M. Stephenson a décrit le registre fédéral proposé comme étant essentiellement rien de plus qu'un annuaire téléphonique qui ne sera utile aux enquêteurs que si les coupables laissent leur portefeuille sur les lieux du crime. La description de M. Stephenson peut sembler un peu exagérée.

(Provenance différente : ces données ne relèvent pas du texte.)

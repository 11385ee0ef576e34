//! Time-related utilities with clock abstraction for testability.
//!
//! Timestamps are Unix milliseconds. Rendering uses East Africa Time
//! (UTC+03:00), the local time of the chamas the server is built for.

use chrono::{DateTime, FixedOffset, TimeZone, Utc};

/// Offset of East Africa Time from UTC, in seconds.
const EAT_OFFSET_SECS: i32 = 3 * 3600;

/// Clock trait for dependency injection and testing
pub trait Clock: Send + Sync {
    /// Get current Unix timestamp (milliseconds)
    fn now_millis(&self) -> i64;
}

/// System clock implementation (uses actual system time)
#[derive(Debug, Clone, Copy, Default)]
pub struct SystemClock;

impl Clock for SystemClock {
    fn now_millis(&self) -> i64 {
        now_millis()
    }
}

/// Fixed clock implementation for testing (returns a fixed time)
#[derive(Debug, Clone, Copy)]
pub struct FixedClock {
    fixed_time: i64,
}

impl FixedClock {
    /// Create a new fixed clock with the given timestamp
    pub fn new(fixed_time_millis: i64) -> Self {
        Self {
            fixed_time: fixed_time_millis,
        }
    }
}

impl Clock for FixedClock {
    fn now_millis(&self) -> i64 {
        self.fixed_time
    }
}

/// Get current Unix timestamp (milliseconds)
pub fn now_millis() -> i64 {
    Utc::now().timestamp_millis()
}

/// Convert Unix timestamp (milliseconds) to EAT RFC 3339 format.
///
/// Out-of-range timestamps fall back to the Unix epoch.
pub fn timestamp_to_eat_rfc3339(timestamp_millis: i64) -> String {
    let eat_offset = FixedOffset::east_opt(EAT_OFFSET_SECS).unwrap(); // EAT is UTC+3
    let dt: DateTime<FixedOffset> = Utc
        .timestamp_millis_opt(timestamp_millis)
        .single()
        .unwrap_or_default()
        .with_timezone(&eat_offset);
    dt.to_rfc3339()
}
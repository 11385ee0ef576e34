//! Connection Registry: authenticated user id → live connection.
//!
//! One live connection per user. A newer registration for the same user
//! replaces the older one; the replaced socket is no longer reachable through
//! the registry but its own removal cannot evict the newer entry.

use std::collections::HashMap;

use crate::domain::{Connection, ConnectionId, UserId};

#[derive(Debug, Default)]
pub struct ConnectionRegistry {
    by_user: HashMap<UserId, Connection>,
    owners: HashMap<ConnectionId, UserId>,
}

impl ConnectionRegistry {
    pub fn new() -> Self {
        Self::default()
    }

    /// Register `connection` for `user_id`, returning the replaced connection.
    pub fn register(&mut self, user_id: UserId, connection: Connection) -> Option<Connection> {
        let connection_id = connection.id;
        let replaced = self.by_user.insert(user_id, connection);
        if let Some(previous) = &replaced {
            self.owners.remove(&previous.id);
        }
        self.owners.insert(connection_id, user_id);
        replaced
    }

    pub fn lookup(&self, user_id: UserId) -> Option<&Connection> {
        self.by_user.get(&user_id)
    }

    pub fn remove(&mut self, user_id: UserId) -> Option<Connection> {
        let connection = self.by_user.remove(&user_id)?;
        self.owners.remove(&connection.id);
        Some(connection)
    }

    /// Remove the entry owned by `connection_id`, if it is still the live one.
    pub fn remove_connection(&mut self, connection_id: ConnectionId) -> Option<UserId> {
        let user_id = self.owners.remove(&connection_id)?;
        self.by_user.remove(&user_id);
        Some(user_id)
    }

    /// (user id, connection id) pairs sorted by user id.
    pub fn entries(&self) -> Vec<(UserId, ConnectionId)> {
        let mut entries: Vec<(UserId, ConnectionId)> = self
            .by_user
            .iter()
            .map(|(user_id, connection)| (*user_id, connection.id))
            .collect();
        entries.sort_by_key(|(user_id, _)| *user_id);
        entries
    }
}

Le projet de loi prévoit que le délinquant doit fournir des renseignements comme «sa taille, son poids et la description de ses marques physiques distinctives». Ces renseignements sont versés dans la banque de données du Centre d'information de la police canadienne, et ils comprennent les empreintes du délinquant, mais il n'y a pas d'exigence concernant l'inclusion d'une photographie.

Le projet de loi adopté à l'autre endroit accorde en fait une certaine latitude à la personne qui recueille les renseignements — et j'attire votre attention là-dessus: «le préposé peut en outre consigner toute caractéristique apparente permettant de l'identifier, dont la couleur de ses yeux et des cheveux, et lui demander de se soumettre à une séance de photographie.» C'est à sa discrétion. Je suis d'avis, honorables sénateurs, que ces renseignements devraient toujours être recueillis et ne pas être laissés à la discrétion du préposé.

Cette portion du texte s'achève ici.